-Vamos, chaval, que ya soy mayorcita —repuso ella con más jovialidad de la que sentía, conmovida por la preocupación de Pedro—. Gracias, pero no hace falta que te preocupes. Hace tiempo que sé cuidar de mí sólita.
—Lo sé, pero... el problema es que sí me preocupo. Tú me importas, Chaves. No quiero que te pase nada... que nos pase nada.
— ¿Nos pase?
—No quiero perderte ni que te enfades conmigo por... por mi estúpido comportamiento de la otra noche.
— ¿Lo dices por ese beso de nada?
—Sí, reconozco que me propasé. No sé que me ocurrió...
— ¡Por favor!, ¿qué importancia puede tener un beso inofensivo entre dos viejos amigos? No puedo creerme que estés tan agobiado por eso. Bebimos demasiado vino, nada más —respondió Pau.
—No bebimos tanto —replicó Pedro.
—Puede que no, pero eso unido a la luz de la luna, a un poco de química y a que tendrías el ego un poco resentido, por lo mucho que Valeria se ha hecho de rogar... de alguna manera, tenía que suceder. Vale, nos dimos un beso. Nada más. Y tampoco es que fuera el primer beso de nuestras vidas —dijo ella, tratando de restarle una importancia que en verdad sí le concedía.
—Te recuerdo que cuando teníamos trece años, en uno de esos juegos tontos adolescentes, me pediste que te enseñara lo que era un beso francés.
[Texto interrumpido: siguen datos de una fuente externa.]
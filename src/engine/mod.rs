//! Position lifecycle engine
//!
//! One [`Engine`] owns every piece of mutable trading state: the position
//! table, the risk manager, exit timers and statistics. Each cycle fetches
//! live markets and hands them to the [`MarketDispatcher`]; every market
//! task runs exits for its positions first, then tries entries.

mod dispatcher;
mod entry;
mod exit;

pub use dispatcher::{CycleReport, MarketDispatcher, MarketProcessor};

use crate::advisory::{AdvisorPanel, TradeOutcome};
use crate::config::Config;
use crate::exchange::{BalanceAsset, ExchangeApi};
use crate::execution::OrderExecutor;
use crate::exit::{ExitReason, ExitRules, ExitTimers};
use crate::feed::{PriceSource, ReferencePriceTracker};
use crate::market::{MarketFeed, MarketSnapshot};
use crate::orderbook::{BookSource, OrderBookAnalyzer};
use crate::position::{Position, PositionBook, PositionStore, PurgeReason};
use crate::risk::{PortfolioRiskManager, RiskSnapshot};
use crate::strategy::{DecisionOracle, EntryGate, FlashDetector, LatencySignal, StrategyKind};
use crate::telemetry::{self, GaugeMetric, LatencyMetric};
use async_trait::async_trait;
use chrono::{DateTime, Duration, Utc};
use rust_decimal::Decimal;
use std::collections::{BTreeMap, HashSet};
use std::future::Future;
use std::sync::atomic::{AtomicBool, Ordering};
use std::sync::Arc;
use std::time::Instant;
use tokio::sync::Mutex;
use tokio::time::MissedTickBehavior;

/// Collaborators the engine is built from
pub struct EngineParts {
    pub config: Config,
    pub markets: Arc<dyn MarketFeed>,
    pub exchange: Arc<dyn ExchangeApi>,
    pub books: Arc<dyn BookSource>,
    pub prices: Arc<dyn PriceSource>,
    pub reference: Option<Arc<ReferencePriceTracker>>,
    pub latency: Option<Arc<dyn LatencySignal>>,
    pub oracle: Option<Arc<dyn DecisionOracle>>,
    pub advisors: AdvisorPanel,
}

/// Running totals since start
#[derive(Debug, Clone, Default, PartialEq, Eq)]
pub struct EngineStats {
    pub cycles: u64,
    pub entries: BTreeMap<&'static str, u64>,
    pub exits: BTreeMap<&'static str, u64>,
    pub blocked_entries: u64,
    pub failed_orders: u64,
    pub stuck_exits: u64,
    pub task_failures: u64,
}

impl EngineStats {
    fn log(&self, open_positions: usize, risk: &RiskSnapshot) {
        tracing::info!(
            cycles = self.cycles,
            entries = ?self.entries,
            exits = ?self.exits,
            blocked = self.blocked_entries,
            failed_orders = self.failed_orders,
            stuck_exits = self.stuck_exits,
            task_failures = self.task_failures,
            open_positions,
            capital = %risk.capital,
            exposure = %risk.total_exposure,
            daily_pnl = %risk.daily_pnl,
            "Engine stats"
        );
    }
}

/// What startup recovery found
#[derive(Debug, Clone, Default, PartialEq, Eq)]
pub struct RecoveryReport {
    pub restored: usize,
    pub purged: usize,
}

pub struct Engine {
    config: Config,
    markets: Arc<dyn MarketFeed>,
    exchange: Arc<dyn ExchangeApi>,
    prices: Arc<dyn PriceSource>,
    reference: Option<Arc<ReferencePriceTracker>>,
    latency: Option<Arc<dyn LatencySignal>>,
    oracle: Option<Arc<dyn DecisionOracle>>,
    advisors: AdvisorPanel,
    analyzer: Arc<OrderBookAnalyzer>,
    executor: OrderExecutor,
    gate: EntryGate,
    exit_rules: ExitRules,
    flash: FlashDetector,
    dispatcher: MarketDispatcher,
    store: PositionStore,
    book: Mutex<PositionBook>,
    risk: Mutex<PortfolioRiskManager>,
    timers: Mutex<ExitTimers>,
    stats: Mutex<EngineStats>,
    dirty: AtomicBool,
}

impl Engine {
    pub fn new(parts: EngineParts, now: DateTime<Utc>) -> Self {
        let EngineParts {
            config,
            markets,
            exchange,
            books,
            prices,
            reference,
            latency,
            oracle,
            advisors,
        } = parts;

        let analyzer = Arc::new(OrderBookAnalyzer::new(books, config.orderbook.clone()));
        let executor = OrderExecutor::new(Arc::clone(&exchange), config.execution.clone());
        let gate = EntryGate::new(
            Arc::clone(&analyzer),
            advisors.clone(),
            config.strategy.clone(),
            config.engine.max_daily_trades,
        );
        let flash = FlashDetector::new(
            config.strategy.flash_threshold,
            Duration::seconds(config.strategy.flash_window_secs),
        );
        let store = PositionStore::new(
            config.persistence.positions_path.clone(),
            Duration::seconds(config.persistence.stale_after_secs),
        );

        Self {
            exit_rules: ExitRules::new(config.exit.clone()),
            dispatcher: MarketDispatcher::new(config.engine.batch_size),
            book: Mutex::new(PositionBook::new(
                config.engine.max_positions,
                config.engine.max_positions_per_asset,
            )),
            risk: Mutex::new(PortfolioRiskManager::new(&config.risk, now)),
            timers: Mutex::new(ExitTimers::new()),
            stats: Mutex::new(EngineStats::default()),
            dirty: AtomicBool::new(false),
            markets,
            exchange,
            prices,
            reference,
            latency,
            oracle,
            advisors,
            analyzer,
            executor,
            gate,
            flash,
            store,
            config,
        }
    }

    pub fn config(&self) -> &Config {
        &self.config
    }

    pub async fn positions(&self) -> Vec<Position> {
        self.book.lock().await.all()
    }

    pub async fn risk_snapshot(&self) -> RiskSnapshot {
        self.risk.lock().await.snapshot()
    }

    pub async fn stats(&self) -> EngineStats {
        self.stats.lock().await.clone()
    }

    /// Reload persisted positions, report purged ones as synthetic losses,
    /// rebuild the risk view and resubscribe prices
    pub async fn recover(&self, now: DateTime<Utc>) -> anyhow::Result<RecoveryReport> {
        let loaded = self.store.load(now).await?;
        let report = RecoveryReport {
            restored: loaded.kept.len(),
            purged: loaded.purged.len(),
        };

        for (position, reason) in &loaded.purged {
            tracing::warn!(
                token_id = %position.token_id,
                market = %position.market_id,
                reason = reason.as_str(),
                "Purged persisted position"
            );
            let label = match reason {
                PurgeReason::Fixture => "purged_fixture",
                PurgeReason::Stale => "purged_stale",
            };
            self.advisors.record(synthetic_loss(position, label, now));
        }

        let tokens: Vec<String> = loaded.kept.iter().map(|p| p.token_id.clone()).collect();
        let collateral = self.exchange.get_balance(&BalanceAsset::Collateral).await;
        {
            let mut book = self.book.lock().await;
            for position in loaded.kept {
                book.restore(position);
            }
            let all = book.all();
            let exposure: Decimal = all.iter().map(Position::cost_basis).sum();
            let mut risk = self.risk.lock().await;
            risk.reconcile(&all);
            match collateral {
                Ok(collateral) => risk.sync_capital(collateral + exposure),
                Err(e) => tracing::warn!(error = %e, "Collateral unavailable, keeping configured capital"),
            }
        }

        if !tokens.is_empty() {
            self.prices.subscribe(&tokens).await;
        }
        if report.purged > 0 {
            self.dirty.store(true, Ordering::Relaxed);
            self.persist().await;
        }

        tracing::info!(
            restored = report.restored,
            purged = report.purged,
            path = %self.store.path().display(),
            "Position recovery complete"
        );
        Ok(report)
    }

    /// Write the position table if it changed since the last save
    pub async fn persist(&self) {
        if !self.dirty.swap(false, Ordering::Relaxed) {
            return;
        }
        let positions = self.book.lock().await.all();
        if let Err(e) = self.store.save(&positions).await {
            self.dirty.store(true, Ordering::Relaxed);
            tracing::error!(error = %e, "Failed to persist positions");
        }
    }

    fn mark_dirty(&self) {
        self.dirty.store(true, Ordering::Relaxed);
    }

    /// One full scan: fetch markets, dispatch, sweep positions on markets
    /// that are no longer listed, persist
    pub async fn run_cycle(self: &Arc<Self>, now: DateTime<Utc>) -> CycleReport {
        let started = Instant::now();
        self.risk.lock().await.roll_day(now);

        let fetch_started = Instant::now();
        let fetched = self.markets.fetch_live_markets(None).await;
        telemetry::record_latency(LatencyMetric::MarketFetch, fetch_started.elapsed());
        let markets = match fetched {
            Ok(markets) => markets,
            Err(e) => {
                tracing::warn!(error = %e, "Market fetch failed, running exits only");
                Vec::new()
            }
        };
        telemetry::set_gauge(GaugeMetric::ActiveMarkets, markets.len() as f64);
        self.flash.retain_markets(&markets).await;

        let report = self.dispatcher.run_cycle(self, &markets, now).await;
        self.sweep_unlisted(&markets, now).await;
        self.persist().await;

        let open = self.book.lock().await.len();
        telemetry::set_gauge(GaugeMetric::OpenPositions, open as f64);
        telemetry::record_latency(LatencyMetric::Cycle, started.elapsed());

        let mut stats = self.stats.lock().await;
        stats.cycles += 1;
        stats.task_failures += report.failed as u64;
        let interval = self.config.engine.stats_log_interval.max(1);
        if stats.cycles % interval == 0 {
            let snapshot = self.risk.lock().await.snapshot();
            stats.log(open, &snapshot);
        }
        report
    }

    /// Positions whose market is not among the live snapshots still get
    /// their exit pass every cycle
    async fn sweep_unlisted(&self, markets: &[MarketSnapshot], now: DateTime<Utc>) {
        let live: HashSet<&str> = markets.iter().map(|m| m.market_id.as_str()).collect();
        let unlisted: Vec<Position> = self
            .book
            .lock()
            .await
            .all()
            .into_iter()
            .filter(|p| !live.contains(p.market_id.as_str()))
            .collect();

        for position in unlisted {
            self.evaluate_exit(position, None, now).await;
        }

        let book = self.book.lock().await;
        self.timers.lock().await.retain(|token| book.contains(token));
    }

    /// Cycle until `shutdown` resolves, then persist once more
    pub async fn run<F>(self: Arc<Self>, shutdown: F) -> anyhow::Result<()>
    where
        F: Future<Output = ()>,
    {
        tokio::pin!(shutdown);
        let mut ticker = tokio::time::interval(self.config.engine.cycle_interval());
        ticker.set_missed_tick_behavior(MissedTickBehavior::Delay);

        tracing::info!(
            dry_run = self.config.engine.dry_run,
            batch_size = self.dispatcher.batch_size(),
            interval_ms = self.config.engine.cycle_interval_ms,
            "Engine started"
        );

        loop {
            tokio::select! {
                _ = &mut shutdown => {
                    tracing::info!("Shutdown requested");
                    break;
                }
                _ = ticker.tick() => {
                    self.run_cycle(Utc::now()).await;
                }
            }
        }

        self.mark_dirty();
        self.persist().await;
        let stats = self.stats.lock().await.clone();
        let open = self.book.lock().await.len();
        let snapshot = self.risk.lock().await.snapshot();
        stats.log(open, &snapshot);
        Ok(())
    }

    /// Exits then entries for one market
    pub async fn process_market_at(&self, market: &MarketSnapshot, now: DateTime<Utc>) -> anyhow::Result<()> {
        let own: Vec<Position> = self
            .book
            .lock()
            .await
            .for_asset(&market.asset)
            .into_iter()
            .filter(|p| p.market_id == market.market_id)
            .collect();
        for position in own {
            self.evaluate_exit(position, Some(market), now).await;
        }

        self.try_entries(market, now).await;
        Ok(())
    }

    async fn record_entry(&self, strategy: StrategyKind) {
        *self.stats.lock().await.entries.entry(strategy.as_str()).or_default() += 1;
        telemetry::increment(telemetry::CounterMetric::Entries, Some(strategy.as_str()));
    }

    async fn record_exit(&self, reason: ExitReason) {
        *self.stats.lock().await.exits.entry(reason.as_str()).or_default() += 1;
        telemetry::increment(telemetry::CounterMetric::Exits, Some(reason.as_str()));
    }
}

#[async_trait]
impl MarketProcessor for Engine {
    async fn process_market(&self, market: &MarketSnapshot, now: DateTime<Utc>) -> anyhow::Result<()> {
        self.process_market_at(market, now).await
    }
}

/// Outcome for a position closed without a fill, booked at its full cost
fn synthetic_loss(position: &Position, reason: &str, now: DateTime<Utc>) -> TradeOutcome {
    TradeOutcome {
        token_id: position.token_id.clone(),
        market_id: position.market_id.clone(),
        asset: position.asset.clone(),
        strategy: position.strategy,
        side: position.side,
        entry_price: position.entry_price,
        exit_price: Decimal::ZERO,
        size: position.size,
        profit: -position.cost_basis(),
        exit_reason: reason.to_string(),
        opened_at: position.entry_time,
        closed_at: now,
        synthetic: true,
    }
}
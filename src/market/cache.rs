//! Short-TTL cache in front of a market source

use super::{MarketFeed, MarketSnapshot};
use async_trait::async_trait;
use std::collections::HashMap;
use std::sync::Arc;
use std::time::Duration;
use tokio::sync::RwLock;
use tokio::time::Instant;

/// Serves market snapshots from memory until they are `ttl` old
pub struct CachedMarketFeed {
    inner: Arc<dyn MarketFeed>,
    ttl: Duration,
    entries: RwLock<HashMap<Option<String>, (Instant, Vec<MarketSnapshot>)>>,
}

impl CachedMarketFeed {
    pub fn new(inner: Arc<dyn MarketFeed>, ttl: Duration) -> Self {
        Self {
            inner,
            ttl,
            entries: RwLock::new(HashMap::new()),
        }
    }
}

#[async_trait]
impl MarketFeed for CachedMarketFeed {
    async fn fetch_live_markets(
        &self,
        asset_filter: Option<&str>,
    ) -> anyhow::Result<Vec<MarketSnapshot>> {
        let key = asset_filter.map(|a| a.to_lowercase());

        {
            let entries = self.entries.read().await;
            if let Some((fetched_at, markets)) = entries.get(&key) {
                if fetched_at.elapsed() < self.ttl {
                    return Ok(markets.clone());
                }
            }
        }

        let markets = self.inner.fetch_live_markets(asset_filter).await?;
        self.entries
            .write()
            .await
            .insert(key, (Instant::now(), markets.clone()));
        Ok(markets)
    }
}

#[cfg(test)]
mod tests {
    use super::*;
    use std::sync::atomic::{AtomicUsize, Ordering};

    struct CountingFeed {
        calls: AtomicUsize,
    }

    #[async_trait]
    impl MarketFeed for CountingFeed {
        async fn fetch_live_markets(
            &self,
            _asset_filter: Option<&str>,
        ) -> anyhow::Result<Vec<MarketSnapshot>> {
            self.calls.fetch_add(1, Ordering::SeqCst);
            Ok(vec![])
        }
    }

    #[tokio::test]
    async fn test_cache_hits_within_ttl() {
        tokio::time::pause();
        let inner = Arc::new(CountingFeed {
            calls: AtomicUsize::new(0),
        });
        let feed = CachedMarketFeed::new(inner.clone(), Duration::from_secs(2));

        feed.fetch_live_markets(None).await.unwrap();
        feed.fetch_live_markets(None).await.unwrap();
        assert_eq!(inner.calls.load(Ordering::SeqCst), 1);

        // Different filter is a different entry
        feed.fetch_live_markets(Some("BTC")).await.unwrap();
        assert_eq!(inner.calls.load(Ordering::SeqCst), 2);

        tokio::time::advance(Duration::from_secs(3)).await;
        feed.fetch_live_markets(None).await.unwrap();
        assert_eq!(inner.calls.load(Ordering::SeqCst), 3);
    }
}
—No me lo recuerdes —murmuró Pau—. Estaba en la edad del pavo y quería convertirme en una mujer a toda costa. Pero sólo te elegí a ti porque Maryjo Pemberton decía que eras el que mejor besaba de los chicos de la panda.
— ¡Maryjo! —exclamó Pedro—. Me pregunto que habrá sido de ella. Era una estudiante excelente —añadió con una sonrisa picara.
— ¿Estudiante?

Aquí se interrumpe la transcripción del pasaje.